Suite à l’enquête publique devant mettre en conformité le plan local d’urbanisme métropolitain avec le projet d’un parc photovoltaïque à Levens, le commissaire enquêteur a rendu un avis favorable avec une réserve et deux recommandations. Mais ce rapport est un peu comme à la Samaritaine, on y trouve de tout, même des réponses aux objections du public à partir de documents non présentés à l’enquête publique (étude d’impact par exemple). A noter le peu de commentaires critiques du commissaire enquêteur lorsque la Métropole répond superficiellement aux objections des opposants.
On trouve de tout dans ce rapport : De tout et son contraire.
Voici, sur le site de la Métropole, l'ensemble des documents composant le rapport du commissaire enquêteur, lien ➡ https://ep-photovoltaique-levens.nicecotedazur.org/?page=rapport
Des remarques évidentes et que chacun peut vérifier. Exemples :
Mieux même :
Un « atout »dont le public se passera…
Des affirmations non démontrées
Mais on trouve aussi des affirmations totalement gratuites et non démontrées comme cet exemple:
A l’appui de cette affirmation du commissaire enquêteur sur un point central du débat, aucun argument, aucune étude n’est fournie puisque la métropole n’a rien fait, rien étudié, à la différence d’autres départements ou régions de France. Et là où les études ont été faites, démonstration est faite justement que toitures et sites anthropisés peuvent suffirent. (voir notre article ▶ http://lesperdigones.fr/photovoltaique-alpes-maritimes-ll-les-toitures-et-les-friches-suffisantes)

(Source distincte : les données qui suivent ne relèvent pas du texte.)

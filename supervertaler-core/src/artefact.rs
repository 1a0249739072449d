//! Output artefact emission: translate/proofread TXT, TMX, and the
//! run-report Markdown.
//!
//! The TXT column layouts and the run-report field list are specified
//! directly by spec §4.J (no direct `original_source` equivalent: that
//! source logs to a scrolling `log_queue` rather than writing a
//! structured report). TMX emission delegates to
//! `supervertaler_tm::tmx_codec::write_tmx`, which already implements the
//! error-marker/empty-target skip rules.

use std::path::Path;

use chrono::{DateTime, Utc};
use supervertaler_tm::tmx_codec::{write_tmx, TmxPair};

use crate::config::{ProviderHint, RunMode};
use crate::error::Result;
use crate::llm::{is_placeholder, RunOutcome};

const NO_SUMMARY_PROVIDED: &str = "No summary provided";

/// One row of translate-mode output: `source<TAB>target`.
#[derive(Debug, Clone)]
pub struct TranslateRow {
    pub source: String,
    pub target: String,
}

/// One row of proofread-mode output, carrying enough to build the
/// `comment` column per spec §4.J.
#[derive(Debug, Clone)]
pub struct ProofreadRow {
    pub source: String,
    pub original_target: String,
    pub revised_target: String,
    pub original_comment: Option<String>,
    pub changes_summary: Option<String>,
}

impl ProofreadRow {
    /// `"ORIGINAL COMMENT: …"` and, when the revised target differs from
    /// the original, `"PROOFREADER COMMENT (AI): <summary-or-default>"`,
    /// joined with `" | "`.
    fn comment_column(&self) -> String {
        let mut parts = Vec::new();
        if let Some(original) = &self.original_comment {
            if !original.is_empty() {
                parts.push(format!("ORIGINAL COMMENT: {original}"));
            }
        }
        if self.revised_target.trim() != self.original_target.trim() {
            let summary = self.changes_summary.as_deref().filter(|s| !s.is_empty()).unwrap_or(NO_SUMMARY_PROVIDED);
            parts.push(format!("PROOFREADER COMMENT (AI): {summary}"));
        }
        parts.join(" | ")
    }
}

pub struct ArtefactWriter;

impl ArtefactWriter {
    /// `source<TAB>target\n` per row.
    pub fn write_translate_txt(path: impl AsRef<Path>, rows: &[TranslateRow]) -> Result<()> {
        let mut out = String::new();
        for row in rows {
            out.push_str(&row.source);
            out.push('\t');
            out.push_str(&row.target);
            out.push('\n');
        }
        std::fs::write(path, out)?;
        Ok(())
    }

    /// `source<TAB>revised_target<TAB>comment\n` per row.
    pub fn write_proofread_txt(path: impl AsRef<Path>, rows: &[ProofreadRow]) -> Result<()> {
        let mut out = String::new();
        for row in rows {
            out.push_str(&row.source);
            out.push('\t');
            out.push_str(&row.revised_target);
            out.push('\t');
            out.push_str(&row.comment_column());
            out.push('\n');
        }
        std::fs::write(path, out)?;
        Ok(())
    }

    /// Translate-only artefact, alongside the TXT with the same basename.
    /// Skips orchestrator placeholder/error markers (`[TL Missing line N]`,
    /// `[TL Err line N: …]`, `[Err: …]`) before handing the rest to
    /// `write_tmx`, which separately skips empty sources/targets per
    /// spec §4.G.
    pub fn write_tmx(path: impl AsRef<Path>, rows: &[TranslateRow], source_lang: &str, target_lang: &str) -> Result<()> {
        let pairs: Vec<TmxPair> = rows
            .iter()
            .filter(|r| !is_placeholder(&r.target))
            .map(|r| TmxPair { source: r.source.clone(), target: r.target.clone() })
            .collect();
        let xml = write_tmx(&pairs, source_lang, target_lang)?;
        std::fs::write(path, xml)?;
        Ok(())
    }
}

/// Everything the run-report Markdown names per spec §4.J.
pub struct RunReport<'a> {
    pub timestamp: DateTime<Utc>,
    pub version: &'a str,
    pub mode: RunMode,
    pub provider: ProviderHint,
    pub model: &'a str,
    pub source_path: &'a str,
    pub output_dir: &'a str,
    pub source_lang: &'a str,
    pub target_lang: &'a str,
    pub chunk_size: usize,
    pub tm_ids: &'a [String],
    pub figures_dir: Option<&'a str>,
    pub tracked_change_sources: &'a [String],
    pub system_prompt_sent: &'a str,
    pub custom_instructions: &'a str,
    pub outcome: &'a RunOutcome,
}

impl<'a> RunReport<'a> {
    /// Always written on any outcome short of fatal initialisation failure.
    pub fn render(&self) -> String {
        use std::fmt::Write as _;
        let mut out = String::new();

        let _ = writeln!(out, "# Supervertaler Run Report");
        let _ = writeln!(out);
        let _ = writeln!(out, "- **Timestamp**: {}", self.timestamp.to_rfc3339());
        let _ = writeln!(out, "- **Version**: {}", self.version);
        let _ = writeln!(out, "- **Mode**: {}", mode_label(self.mode));
        let _ = writeln!(out, "- **Provider / model**: {:?} / {}", self.provider, self.model);
        let _ = writeln!(out, "- **Source file**: {}", self.source_path);
        let _ = writeln!(out, "- **Output directory**: {}", self.output_dir);
        let _ = writeln!(out, "- **Language pair**: {} → {}", self.source_lang, self.target_lang);
        let _ = writeln!(out, "- **Chunk size**: {}", self.chunk_size);
        let _ = writeln!(out);

        let _ = writeln!(out, "## Optional resources");
        let _ = writeln!(
            out,
            "- Translation memories: {}",
            if self.tm_ids.is_empty() { "none".to_string() } else { self.tm_ids.join(", ") }
        );
        let _ = writeln!(out, "- Figures directory: {}", self.figures_dir.unwrap_or("none"));
        let _ = writeln!(
            out,
            "- Tracked-change sources: {}",
            if self.tracked_change_sources.is_empty() {
                "none".to_string()
            } else {
                self.tracked_change_sources.join(", ")
            }
        );
        let _ = writeln!(out);

        let _ = writeln!(out, "## System prompt (as sent)");
        let _ = writeln!(out, "```\n{}\n```", self.system_prompt_sent);
        let _ = writeln!(out);

        let _ = writeln!(out, "## Custom instructions");
        if self.custom_instructions.trim().is_empty() {
            let _ = writeln!(out, "_none_");
        } else {
            let _ = writeln!(out, "```\n{}\n```", self.custom_instructions);
        }
        let _ = writeln!(out);

        let _ = writeln!(out, "## Outcome");
        let _ = writeln!(out, "- **Status**: {:?}", self.outcome.status);
        let _ = writeln!(out, "- **Total lines**: {}", self.outcome.total_lines);
        let _ = writeln!(out, "- **Placeholder lines**: {}", self.outcome.placeholder_count);
        if self.mode == RunMode::Proofread {
            let _ = writeln!(out, "- **Modified lines**: {}", self.outcome.modified_lines);
        }

        out
    }

    pub fn write(&self, path: impl AsRef<Path>) -> Result<()> {
        std::fs::write(path, self.render())?;
        Ok(())
    }
}

fn mode_label(mode: RunMode) -> &'static str {
    match mode {
        RunMode::Translate => "Translate",
        RunMode::Proofread => "Proofread",
    }
}

#[cfg(test)]
mod tests {
    use super::*;
    use crate::llm::RunStatus;

    #[test]
    fn translate_txt_writes_tab_separated_rows() {
        let dir = tempfile::tempdir().unwrap();
        let path = dir.path().join("out.txt");
        let rows = vec![
            TranslateRow { source: "Hello".to_string(), target: "Bonjour".to_string() },
            TranslateRow { source: "World".to_string(), target: "Monde".to_string() },
        ];
        ArtefactWriter::write_translate_txt(&path, &rows).unwrap();
        let contents = std::fs::read_to_string(&path).unwrap();
        assert_eq!(contents, "Hello\tBonjour\nWorld\tMonde\n");
    }

    #[test]
    fn proofread_comment_column_combines_original_and_ai_comment() {
        let row = ProofreadRow {
            source: "Hi".to_string(),
            original_target: "Salut".to_string(),
            revised_target: "Bonjour".to_string(),
            original_comment: Some("reviewer note".to_string()),
            changes_summary: Some("tightened phrasing".to_string()),
        };
        assert_eq!(row.comment_column(), "ORIGINAL COMMENT: reviewer note | PROOFREADER COMMENT (AI): tightened phrasing");
    }

    #[test]
    fn proofread_comment_column_omits_ai_comment_when_unchanged() {
        let row = ProofreadRow {
            source: "Hi".to_string(),
            original_target: "Salut".to_string(),
            revised_target: "Salut".to_string(),
            original_comment: None,
            changes_summary: None,
        };
        assert_eq!(row.comment_column(), "");
    }

    #[test]
    fn proofread_comment_column_uses_default_when_summary_missing() {
        let row = ProofreadRow {
            source: "Hi".to_string(),
            original_target: "Salut".to_string(),
            revised_target: "Bonjour".to_string(),
            original_comment: None,
            changes_summary: None,
        };
        assert_eq!(row.comment_column(), "PROOFREADER COMMENT (AI): No summary provided");
    }

    #[test]
    fn tmx_artefact_skips_error_markers() {
        let dir = tempfile::tempdir().unwrap();
        let path = dir.path().join("out.tmx");
        let rows = vec![
            TranslateRow { source: "Hello".to_string(), target: "Bonjour".to_string() },
            TranslateRow { source: "Broken".to_string(), target: "[TL Err line 2: timeout]".to_string() },
        ];
        ArtefactWriter::write_tmx(&path, &rows, "en", "fr").unwrap();
        let contents = std::fs::read_to_string(&path).unwrap();
        assert!(contents.contains("Bonjour"));
        assert!(!contents.contains("timeout"));
    }

    #[test]
    fn run_report_includes_required_fields() {
        let outcome = RunOutcome { status: RunStatus::PartialSuccess, total_lines: 10, placeholder_count: 2, modified_lines: 0 };
        let report = RunReport {
            timestamp: Utc::now(),
            version: "0.1.0",
            mode: RunMode::Translate,
            provider: ProviderHint::Gemini,
            model: "gemini-test",
            source_path: "input.docx",
            output_dir: "out/",
            source_lang: "en",
            target_lang: "nl",
            chunk_size: 100,
            tm_ids: &["project-tm".to_string()],
            figures_dir: Some("figures/"),
            tracked_change_sources: &[],
            system_prompt_sent: "Translate en to nl.",
            custom_instructions: "",
            outcome: &outcome,
        };
        let markdown = report.render();
        assert!(markdown.contains("Supervertaler Run Report"));
        assert!(markdown.contains("PartialSuccess"));
        assert!(markdown.contains("project-tm"));
        assert!(markdown.contains("Translate en to nl."));
    }
}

Quid des travaux du chercheur Philippe Blanc que de nombreuses personnes ont cité dans leurs contributions ? Aucune analyse du commissaire enquêteur à ce propos alors que ce chercheur a fait justement une étude (lien➡ les enjeux de la transition énergétique solaire dans les alpes maritimes) indiquant que les toitures des zones industrielles et commerciales et des zones anthropisées du département seraient largement suffisantes (3,4% suffiraient - voir page 11 de l'étude) . C’est peut être un peu plus compliqué et plus cher à court terme de faire ainsi, mais à l’heure de la disparition des insectes et de l’impérieuse nécessité de préserver la biodiversité, quand on peut faire autrement que de sacrifier des espaces naturels il n’y pas à hésiter.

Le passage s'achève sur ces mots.